__YOUR GOAL__
Go through the records and give each one again exactly.

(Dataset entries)
****************
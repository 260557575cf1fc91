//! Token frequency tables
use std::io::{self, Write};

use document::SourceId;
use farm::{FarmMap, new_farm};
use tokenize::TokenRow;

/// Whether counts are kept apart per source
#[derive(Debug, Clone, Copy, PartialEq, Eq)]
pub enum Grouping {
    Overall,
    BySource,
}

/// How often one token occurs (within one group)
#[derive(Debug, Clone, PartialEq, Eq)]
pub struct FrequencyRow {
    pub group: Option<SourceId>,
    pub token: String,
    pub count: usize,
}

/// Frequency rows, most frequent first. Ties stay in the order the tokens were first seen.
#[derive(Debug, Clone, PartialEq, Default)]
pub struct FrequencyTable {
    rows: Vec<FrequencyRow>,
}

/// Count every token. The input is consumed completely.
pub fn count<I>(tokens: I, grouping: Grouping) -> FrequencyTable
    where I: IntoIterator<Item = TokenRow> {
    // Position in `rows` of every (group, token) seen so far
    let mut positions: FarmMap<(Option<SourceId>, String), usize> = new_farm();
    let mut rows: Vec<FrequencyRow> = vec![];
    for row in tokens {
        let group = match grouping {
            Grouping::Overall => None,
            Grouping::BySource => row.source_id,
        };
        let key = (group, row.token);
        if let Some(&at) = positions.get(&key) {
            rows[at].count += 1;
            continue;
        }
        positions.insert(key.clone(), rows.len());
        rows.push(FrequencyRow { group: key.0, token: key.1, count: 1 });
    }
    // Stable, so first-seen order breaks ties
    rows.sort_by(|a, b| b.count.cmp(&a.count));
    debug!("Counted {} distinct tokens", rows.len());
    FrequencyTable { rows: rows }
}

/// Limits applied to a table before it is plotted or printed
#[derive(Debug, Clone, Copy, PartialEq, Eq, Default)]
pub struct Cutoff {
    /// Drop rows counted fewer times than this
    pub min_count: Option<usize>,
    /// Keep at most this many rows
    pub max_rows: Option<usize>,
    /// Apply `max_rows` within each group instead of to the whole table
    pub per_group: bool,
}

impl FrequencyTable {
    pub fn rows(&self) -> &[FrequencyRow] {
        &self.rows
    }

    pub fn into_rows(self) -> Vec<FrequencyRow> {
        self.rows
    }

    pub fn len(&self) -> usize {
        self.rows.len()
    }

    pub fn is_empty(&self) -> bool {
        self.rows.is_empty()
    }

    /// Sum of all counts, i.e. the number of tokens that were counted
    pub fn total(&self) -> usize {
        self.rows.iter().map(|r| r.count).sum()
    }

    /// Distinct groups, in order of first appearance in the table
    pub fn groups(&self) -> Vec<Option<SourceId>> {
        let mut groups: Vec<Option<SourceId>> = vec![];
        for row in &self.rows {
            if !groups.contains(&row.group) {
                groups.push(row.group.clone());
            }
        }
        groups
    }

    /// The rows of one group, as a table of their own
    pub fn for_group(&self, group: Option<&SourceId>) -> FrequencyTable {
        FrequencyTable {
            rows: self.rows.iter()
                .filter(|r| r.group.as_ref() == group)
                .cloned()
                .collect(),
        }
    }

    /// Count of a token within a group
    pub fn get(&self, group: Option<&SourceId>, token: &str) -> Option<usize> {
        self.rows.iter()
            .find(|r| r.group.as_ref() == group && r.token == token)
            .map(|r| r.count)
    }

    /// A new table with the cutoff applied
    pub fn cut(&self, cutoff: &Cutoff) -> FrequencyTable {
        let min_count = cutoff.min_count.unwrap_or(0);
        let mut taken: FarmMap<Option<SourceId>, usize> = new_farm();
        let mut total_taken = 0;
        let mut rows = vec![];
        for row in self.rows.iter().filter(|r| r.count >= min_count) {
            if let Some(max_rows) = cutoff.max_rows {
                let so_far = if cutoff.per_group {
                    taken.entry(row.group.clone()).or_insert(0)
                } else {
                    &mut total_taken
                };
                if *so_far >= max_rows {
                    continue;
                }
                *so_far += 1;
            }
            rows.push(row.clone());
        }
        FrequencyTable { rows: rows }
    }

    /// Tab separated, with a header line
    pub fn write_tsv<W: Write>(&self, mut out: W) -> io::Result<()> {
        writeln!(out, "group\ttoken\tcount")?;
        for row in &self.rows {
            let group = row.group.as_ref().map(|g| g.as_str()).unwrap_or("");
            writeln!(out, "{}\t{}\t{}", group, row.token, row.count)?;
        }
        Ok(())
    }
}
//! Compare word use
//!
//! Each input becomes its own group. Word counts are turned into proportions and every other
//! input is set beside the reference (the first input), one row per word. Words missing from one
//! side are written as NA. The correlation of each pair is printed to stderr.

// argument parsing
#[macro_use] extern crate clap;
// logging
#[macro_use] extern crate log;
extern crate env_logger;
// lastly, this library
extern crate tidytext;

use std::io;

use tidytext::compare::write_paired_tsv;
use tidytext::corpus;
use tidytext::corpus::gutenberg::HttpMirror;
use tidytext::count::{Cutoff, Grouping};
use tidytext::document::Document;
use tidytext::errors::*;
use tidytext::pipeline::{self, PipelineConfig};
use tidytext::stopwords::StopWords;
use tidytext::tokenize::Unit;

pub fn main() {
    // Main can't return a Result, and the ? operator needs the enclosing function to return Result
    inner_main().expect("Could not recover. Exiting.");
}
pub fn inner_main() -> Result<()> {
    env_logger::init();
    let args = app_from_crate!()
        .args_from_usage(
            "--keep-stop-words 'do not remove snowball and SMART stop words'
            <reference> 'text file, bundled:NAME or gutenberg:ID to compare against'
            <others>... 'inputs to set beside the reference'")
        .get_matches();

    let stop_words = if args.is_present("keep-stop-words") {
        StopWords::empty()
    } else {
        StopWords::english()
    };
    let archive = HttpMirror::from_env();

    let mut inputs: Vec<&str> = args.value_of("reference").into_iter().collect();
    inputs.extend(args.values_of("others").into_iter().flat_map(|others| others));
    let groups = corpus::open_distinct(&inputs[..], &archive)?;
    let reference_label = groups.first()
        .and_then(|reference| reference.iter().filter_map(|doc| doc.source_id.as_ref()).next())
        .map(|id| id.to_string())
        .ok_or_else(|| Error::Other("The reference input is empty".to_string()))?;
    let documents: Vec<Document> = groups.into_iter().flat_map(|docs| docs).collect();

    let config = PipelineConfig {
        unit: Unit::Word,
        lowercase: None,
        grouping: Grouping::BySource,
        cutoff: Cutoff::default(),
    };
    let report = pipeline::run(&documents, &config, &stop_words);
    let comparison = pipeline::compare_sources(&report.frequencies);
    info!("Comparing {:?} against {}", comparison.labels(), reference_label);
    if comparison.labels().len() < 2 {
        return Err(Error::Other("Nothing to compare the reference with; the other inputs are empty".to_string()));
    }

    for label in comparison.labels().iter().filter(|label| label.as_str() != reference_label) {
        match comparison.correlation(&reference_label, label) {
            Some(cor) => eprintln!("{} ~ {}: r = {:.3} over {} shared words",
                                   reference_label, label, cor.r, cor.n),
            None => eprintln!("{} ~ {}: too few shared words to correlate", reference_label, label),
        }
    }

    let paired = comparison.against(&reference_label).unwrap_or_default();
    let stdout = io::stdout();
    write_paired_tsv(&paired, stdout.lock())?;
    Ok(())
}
****************
__EXERCISE OUTPUT__
repository 260557575cf1fc91
//! Token frequency tables
use std::io::{self, Write};

use document::SourceId;
use farm::{FarmMap, new_farm};
use tokenize::TokenRow;

/// Whether counts are kept apart per source
#[derive(Debug, Clone, Copy, PartialEq, Eq)]
pub enum Grouping {
    Overall,
    BySource,
}

/// How often one token occurs (within one group)
#[derive(Debug, Clone, PartialEq, Eq)]
pub struct FrequencyRow {
    pub group: Option<SourceId>,
    pub token: String,
    pub count: usize,
}

/// Frequency rows, most frequent first. Ties stay in the order the tokens were first seen.
#[derive(Debug, Clone, PartialEq, Default)]
pub struct FrequencyTable {
    rows: Vec<FrequencyRow>,
}

/// Count every token. The input is consumed completely.
pub fn count<I>(tokens: I, grouping: Grouping) -> FrequencyTable
    where I: IntoIterator<Item = TokenRow> {
    // Position in `rows` of every (group, token) seen so far
    let mut positions: FarmMap<(Option<SourceId>, String), usize> = new_farm();
    let mut rows: Vec<FrequencyRow> = vec![];
    for row in tokens {
        let group = match grouping {
            Grouping::Overall => None,
            Grouping::BySource => row.source_id,
        };
        let key = (group, row.token);
        if let Some(&at) = positions.get(&key) {
            rows[at].count += 1;
            continue;
        }
        positions.insert(key.clone(), rows.len());
        rows.push(FrequencyRow { group: key.0, token: key.1, count: 1 });
    }
    // Stable, so first-seen order breaks ties
    rows.sort_by(|a, b| b.count.cmp(&a.count));
    debug!("Counted {} distinct tokens", rows.len());
    FrequencyTable { rows: rows }
}

/// Limits applied to a table before it is plotted or printed
#[derive(Debug, Clone, Copy, PartialEq, Eq, Default)]
pub struct Cutoff {
    /// Drop rows counted fewer times than this
    pub min_count: Option<usize>,
    /// Keep at most this many rows
    pub max_rows: Option<usize>,
    /// Apply `max_rows` within each group instead of to the whole table
    pub per_group: bool,
}

impl FrequencyTable {
    pub fn rows(&self) -> &[FrequencyRow] {
        &self.rows
    }

    pub fn into_rows(self) -> Vec<FrequencyRow> {
        self.rows
    }

    pub fn len(&self) -> usize {
        self.rows.len()
    }

    pub fn is_empty(&self) -> bool {
        self.rows.is_empty()
    }

    /// Sum of all counts, i.e. the number of tokens that were counted
    pub fn total(&self) -> usize {
        self.rows.iter().map(|r| r.count).sum()
    }

    /// Distinct groups, in order of first appearance in the table
    pub fn groups(&self) -> Vec<Option<SourceId>> {
        let mut groups: Vec<Option<SourceId>> = vec![];
        for row in &self.rows {
            if !groups.contains(&row.group) {
                groups.push(row.group.clone());
            }
        }
        groups
    }

    /// The rows of one group, as a table of their own
    pub fn for_group(&self, group: Option<&SourceId>) -> FrequencyTable {
        FrequencyTable {
            rows: self.rows.iter()
                .filter(|r| r.group.as_ref() == group)
                .cloned()
                .collect(),
        }
    }

    /// Count of a token within a group
    pub fn get(&self, group: Option<&SourceId>, token: &str) -> Option<usize> {
        self.rows.iter()
            .find(|r| r.group.as_ref() == group && r.token == token)
            .map(|r| r.count)
    }

    /// A new table with the cutoff applied
    pub fn cut(&self, cutoff: &Cutoff) -> FrequencyTable {
        let min_count = cutoff.min_count.unwrap_or(0);
        let mut taken: FarmMap<Option<SourceId>, usize> = new_farm();
        let mut total_taken = 0;
        let mut rows = vec![];
        for row in self.rows.iter().filter(|r| r.count >= min_count) {
            if let Some(max_rows) = cutoff.max_rows {
                let so_far = if cutoff.per_group {
                    taken.entry(row.group.clone()).or_insert(0)
                } else {
                    &mut total_taken
                };
                if *so_far >= max_rows {
                    continue;
                }
                *so_far += 1;
            }
            rows.push(row.clone());
        }
        FrequencyTable { rows: rows }
    }

    /// Tab separated, with a header line
    pub fn write_tsv<W: Write>(&self, mut out: W) -> io::Result<()> {
        writeln!(out, "group\ttoken\tcount")?;
        for row in &self.rows {
            let group = row.group.as_ref().map(|g| g.as_str()).unwrap_or("");
            writeln!(out, "{}\t{}\t{}", group, row.token, row.count)?;
        }
        Ok(())
    }
}
//! Compare word use
//!
//! Each input becomes its own group. Word counts are turned into proportions and every other
//! input is set beside the reference (the first input), one row per word. Words missing from one
//! side are written as NA. The correlation of each pair is printed to stderr.

// argument parsing
#[macro_use] extern crate clap;
// logging
#[macro_use] extern crate log;
extern crate env_logger;
// lastly, this library
extern crate tidytext;

use std::io;

use tidytext::compare::write_paired_tsv;
use tidytext::corpus;
use tidytext::corpus::gutenberg::HttpMirror;
use tidytext::count::{Cutoff, Grouping};
use tidytext::document::Document;
use tidytext::errors::*;
use tidytext::pipeline::{self, PipelineConfig};
use tidytext::stopwords::StopWords;
use tidytext::tokenize::Unit;

pub fn main() {
    // Main can't return a Result, and the ? operator needs the enclosing function to return Result
    inner_main().expect("Could not recover. Exiting.");
}
pub fn inner_main() -> Result<()> {
    env_logger::init();
    let args = app_from_crate!()
        .args_from_usage(
            "--keep-stop-words 'do not remove snowball and SMART stop words'
            <reference> 'text file, bundled:NAME or gutenberg:ID to compare against'
            <others>... 'inputs to set beside the reference'")
        .get_matches();

    let stop_words = if args.is_present("keep-stop-words") {
        StopWords::empty()
    } else {
        StopWords::english()
    };
    let archive = HttpMirror::from_env();

    let mut inputs: Vec<&str> = args.value_of("reference").into_iter().collect();
    inputs.extend(args.values_of("others").into_iter().flat_map(|others| others));
    let groups = corpus::open_distinct(&inputs[..], &archive)?;
    let reference_label = groups.first()
        .and_then(|reference| reference.iter().filter_map(|doc| doc.source_id.as_ref()).next())
        .map(|id| id.to_string())
        .ok_or_else(|| Error::Other("The reference input is empty".to_string()))?;
    let documents: Vec<Document> = groups.into_iter().flat_map(|docs| docs).collect();

    let config = PipelineConfig {
        unit: Unit::Word,
        lowercase: None,
        grouping: Grouping::BySource,
        cutoff: Cutoff::default(),
    };
    let report = pipeline::run(&documents, &config, &stop_words);
    let comparison = pipeline::compare_sources(&report.frequencies);
    info!("Comparing {:?} against {}", comparison.labels(), reference_label);
    if comparison.labels().len() < 2 {
        return Err(Error::Other("Nothing to compare the reference with; the other inputs are empty".to_string()));
    }

    for label in comparison.labels().iter().filter(|label| label.as_str() != reference_label) {
        match comparison.correlation(&reference_label, label) {
            Some(cor) => eprintln!("{} ~ {}: r = {:.3} over {} shared words",
                                   reference_label, label, cor.r, cor.n),
            None => eprintln!("{} ~ {}: too few shared words to correlate", reference_label, label),
        }
    }

    let paired = comparison.against(&reference_label).unwrap_or_default();
    let stdout = io::stdout();
    write_paired_tsv(&paired, stdout.lock())?;
    Ok(())
}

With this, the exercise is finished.